Cuando la cajera del supermercado te sonríe, crees que has acertado yendo a comprar allí. Si alguien a tu lado en el Bus sonríe cuando te pregunta algo, inmediatamente quieres resolverle la duda. Si el carnicero, la frutera o la pescadera te dan los buenos días sonriéndote al llegar, la espera no se hace incómoda, sino agradable. Si tu médico te recibe con una sonrisa porque se alegra de volver a verte, o porque está agradecido de que elijas su consulta, o porque le gusta el trato personal con sus pacientes y ejercer su oficio de sanador, lo más probable es que hayas acertado en tu elección, porque la ciencia médica se aprende a base de estudio y práctica, pero ser empático y agradable, atento y cordial con los seres humanos que sufren, no todos los médicos lo consiguen aprender.
La sonrisa indica bienvenida y acogimiento, rebaja tensiones y allana el camino para la confidencia de los males que nos aquejan. La sonrisa derriba muros y salta barreras entre las personas, es expresión de la divinidad y nos diferencia del resto de los animales que, aún en su perfección, no la poseen.
Cuando se ama a alguien el simple recuerdo de su mirada nos pinta en la cara una sonrisa contagiosa que no pasa desapercibida a los demás. Oír la voz del amado a través del móvil y empezar a sonreír es todo uno. No falla.

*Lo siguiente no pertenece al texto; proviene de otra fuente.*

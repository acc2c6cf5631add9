//! Application layer for copilot-harness
//!
//! This crate contains the session engine, tool dispatch, the permission
//! gate, and the port definitions adapters implement.
//! It depends only on the domain layer.

pub mod config;
pub mod dispatch;
pub mod error;
pub mod permission;
pub mod ports;
pub mod session;

// Re-export commonly used types
pub use config::{
    Attachment, AttachmentKind, DEFAULT_TURN_TIMEOUT, MessageOptions, ProviderConfig,
    ResumeSessionConfig, SessionConfig,
};
pub use dispatch::ToolDispatcher;
pub use error::{ConnectionError, SessionError};
pub use permission::{GateError, PermissionGate};
pub use ports::{
    agent_connection::{
        AgentConnection, InboundEvent, OutboundReply, Reply, RequestId, SessionLink, SessionSpec,
    },
    conversation_logger::{ConversationEvent, ConversationLogger, NoConversationLogger},
    permission_policy::{ApproveAll, DenyAll, PermissionPolicy, PolicyError},
    session_history::SessionHistoryStore,
    tool_handler::{ToolError, ToolHandler, ToolInvocation, ToolOutput, ToolRegistration},
};
pub use session::{Session, SessionContext};
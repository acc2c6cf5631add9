//! Transport demultiplexer: message routing for concurrent Copilot CLI sessions.
//!
//! The Copilot CLI communicates over a **single TCP connection** using JSON-RPC 2.0,
//! while any number of sessions run on it concurrently.
//!
//! [`MessageRouter`] runs a single background reader task that owns the TCP
//! read-half exclusively and routes every inbound frame:
//!
//! | Frame | Destination |
//! |-------|-------------|
//! | response | the pending request with the same `id` |
//! | `session.event` notification | the session's inbound stream |
//! | `tool.call` / `permission.request` | the session's inbound stream |
//!
//! Frames for a session id without a route are an `UnknownSession`
//! protocol error: notifications are dropped, requests are answered with an
//! error so the CLI does not wait forever.
//!
//! Writes go through one `Mutex`-guarded writer, so frames never interleave.
//! A batch of replies is written under a single lock acquisition.

use crate::copilot::error::{CopilotError, Result};
use crate::copilot::history::events_to_messages;
use crate::copilot::protocol::{
    CreateSessionParams, CreateSessionResult, GetMessagesResult, IncomingJsonRpcRequest,
    JsonRpcNotification, JsonRpcRequest, JsonRpcResponse, JsonRpcResponseOut,
    PermissionRequestParams, REQUEST_FAILED_CODE, ResumeSessionParams, SendParams,
    SessionEventParams, SessionIdParams, ToolCallParams, ToolCallResult, UNKNOWN_SESSION_CODE,
    methods,
};
use crate::copilot::transport::{MessageKind, classify_message, encode_frame, read_frame};
use async_trait::async_trait;
use futures::future::join_all;
use harness_application::{
    AgentConnection, ConnectionError, InboundEvent, MessageOptions, OutboundReply, Reply,
    RequestId, SessionHistoryStore, SessionLink, SessionSpec,
};
use harness_domain::{Message, SessionId, ToolCall};
use std::collections::HashMap;
use std::path::Path;
use std::process::Stdio;
use std::sync::{Arc, Mutex as StdMutex, RwLock};
use std::time::Duration;
use tokio::io::{AsyncBufReadExt, AsyncWriteExt, BufReader, BufWriter};
use tokio::net::TcpStream;
use tokio::net::tcp::{OwnedReadHalf, OwnedWriteHalf};
use tokio::process::{Child, Command};
use tokio::sync::{Mutex, mpsc, oneshot};
use tokio::task::JoinHandle;
use tokio_util::sync::CancellationToken;
use tracing::{debug, info, trace, warn};

/// Default bound for a request/response round-trip.
pub const DEFAULT_REQUEST_TIMEOUT: Duration = Duration::from_secs(30);

/// Bound for the best-effort `session.destroy` calls made while stopping.
const STOP_DESTROY_TIMEOUT: Duration = Duration::from_secs(5);

/// How long to wait for the CLI process to exit after it was killed.
const CHILD_EXIT_TIMEOUT: Duration = Duration::from_secs(5);

/// Line the CLI prints once its server socket is ready.
const LISTENING_PREFIX: &str = "CLI server listening on port ";

type Route = mpsc::UnboundedSender<InboundEvent>;
type RouteMap = Arc<RwLock<HashMap<String, Route>>>;
type PendingMap = Arc<StdMutex<HashMap<u64, Pending>>>;
type Writer = Arc<Mutex<BufWriter<OwnedWriteHalf>>>;

/// A request awaiting its response.
struct Pending {
    tx: oneshot::Sender<JsonRpcResponse>,
    /// Installed under the response's `sessionId` before the response is
    /// delivered, so no event for a new session can arrive unrouted.
    route: Option<Route>,
}

/// The single shared connection to a Copilot CLI server.
pub struct MessageRouter {
    reader_handle: StdMutex<Option<JoinHandle<()>>>,
    routes: RouteMap,
    pending: PendingMap,
    writer: Writer,
    child: StdMutex<Option<Child>>,
    /// Cancelled once the reader ended or the router was stopped.
    closed: CancellationToken,
    request_timeout: Duration,
}
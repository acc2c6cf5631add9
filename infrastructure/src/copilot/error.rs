//! Error types for the Copilot adapter

use harness_application::ConnectionError;
use thiserror::Error;

/// Result type alias for Copilot operations
pub type Result<T> = std::result::Result<T, CopilotError>;

/// Errors that can occur when communicating with Copilot CLI
#[derive(Error, Debug)]
pub enum CopilotError {
    #[error("Failed to spawn Copilot process: {0}")]
    SpawnError(#[from] std::io::Error),

    #[error("Copilot CLI not found: {0}")]
    CliNotFound(String),

    #[error("JSON serialization error: {0}")]
    SerializationError(#[from] serde_json::Error),

    #[error("JSON-RPC error (code {code}): {message}")]
    RpcError { code: i64, message: String },

    #[error("Unexpected response: {0}")]
    UnexpectedResponse(String),

    #[error("Client is not connected")]
    NotConnected,

    #[error("Transport closed")]
    TransportClosed,

    /// The background reader ended; no further responses will arrive.
    #[error("Message router stopped")]
    RouterStopped,

    #[error("Request timeout: {0}")]
    Timeout(String),

    #[error("Session not found: {0}")]
    SessionNotFound(String),
}

impl From<CopilotError> for ConnectionError {
    fn from(err: CopilotError) -> Self {
        match err {
            CopilotError::SpawnError(e) => ConnectionError::Unavailable(e.to_string()),
            CopilotError::CliNotFound(msg) => ConnectionError::Unavailable(msg),
            CopilotError::NotConnected => ConnectionError::Unavailable("client not started".into()),
            CopilotError::TransportClosed | CopilotError::RouterStopped => ConnectionError::Closed,
            CopilotError::RpcError { code, message } => ConnectionError::Rpc { code, message },
            CopilotError::SessionNotFound(id) => ConnectionError::SessionNotFound(id),
            CopilotError::Timeout(msg) => ConnectionError::Timeout(msg),
            CopilotError::SerializationError(e) => ConnectionError::Protocol(e.to_string()),
            CopilotError::UnexpectedResponse(msg) => ConnectionError::Protocol(msg),
        }
    }
}
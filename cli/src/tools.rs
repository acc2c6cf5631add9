//! Local tools registered with every chat session.

use chrono::Utc;
use harness_application::{ToolOutput, ToolRegistration};
use harness_domain::{ToolDefinition, ToolParameter};
use serde::Deserialize;

#[derive(Deserialize)]
struct EncryptArgs {
    input: String,
}

/// "Encrypts" a string by upper-casing it.
pub fn encrypt_string() -> ToolRegistration {
    ToolRegistration::typed(
        ToolDefinition::new("encrypt_string", "Encrypts a string")
            .with_parameter(ToolParameter::new("input", "String to encrypt", true)),
        |_invocation, args: EncryptArgs| async move {
            Ok(ToolOutput::text(args.input.to_uppercase()))
        },
    )
}

/// Current UTC time as RFC 3339.
pub fn current_time() -> ToolRegistration {
    ToolRegistration::from_fn(
        ToolDefinition::new("current_time", "Returns the current UTC date and time"),
        |_invocation, _args| async move { Ok(ToolOutput::text(Utc::now().to_rfc3339())) },
    )
}

pub fn all() -> Vec<ToolRegistration> {
    vec![encrypt_string(), current_time()]
}

#[cfg(test)]
mod tests {
    use super::*;
    use harness_application::ToolInvocation;
    use harness_domain::SessionId;

    fn invocation(tool: &str) -> ToolInvocation {
        ToolInvocation {
            session_id: SessionId::new("s1"),
            tool_call_id: "tc-1".into(),
            tool_name: tool.into(),
        }
    }

    #[tokio::test]
    async fn test_encrypt_string_uppercases() {
        let tool = encrypt_string();
        let output = tool
            .handler()
            .call(invocation("encrypt_string"), serde_json::json!({"input": "Hello"}))
            .await
            .unwrap();
        assert_eq!(tool.serialize(&output.value), "HELLO");
    }

    #[tokio::test]
    async fn test_current_time_is_rfc3339() {
        let tool = current_time();
        let output = tool
            .handler()
            .call(invocation("current_time"), serde_json::json!({}))
            .await
            .unwrap();
        let text = tool.serialize(&output.value);
        assert!(chrono::DateTime::parse_from_rfc3339(&text).is_ok());
    }

    #[test]
    fn test_tool_names_unique() {
        let tools = all();
        let mut names: Vec<_> = tools.iter().map(|t| t.name().to_string()).collect();
        names.sort();
        names.dedup();
        assert_eq!(names.len(), tools.len());
    }
}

Sonreír a los demás genera sonrisas en los que miran. Hasta los más adustos no pueden resistirse al contagio. Y además, sonreír es gratis.
Yo sonrío cuando soy feliz, cuando siento placer en encontrarme y saludar a las personas que quiero. Sonrío por amor, por agradecimiento, por empatía, por cordialidad. No busco nada en ello. Ni siquiera busco una sonrisa a cambio, pero si alguien me la ofrece, me siento la mujer más feliz del mundo.
Hoy se cumple un año del inicio del estado de alarma decretado por el gobierno ante la situación sanitaria provocada por la pandemia de la COVID-19.
Llevar mascarilla desde entonces se ha convertido en un gesto obligatorio y cotidiano para todos los ciudadanos, impidiéndonos disfrutar como antes de la sonrisa de los demás, hasta el punto de que es la mirada de la gente, la auténtica protagonista de la expresión facial. Y son los ojos de nuestro interlocutor en los que nos zambullimos ahora buscando todo lo que antes nos proporcionaba su sonrisa. Esto ha hecho que todo lo que antes pretendíamos comunicar sonriendo, ahora se tenga que transmitir con el tono de voz y con la mirada, cobrando nuestros ojos un protagonismo y dimensión excepcionales.
Quiero agradecer a todos mis amigos, familiares y conocidos sus muestras de afecto y de amor; son las que hacen que mi cara refleje una sonrisa.
La sonrisa es la expresión más directa y sencilla para mostrar alegría, pero en tiempos de pandemia no podemos olvidar que nuestra mirada y nuestro tono de voz tienen que ayudar a transmitir todo lo que antes reflejaba nuestra sonrisa.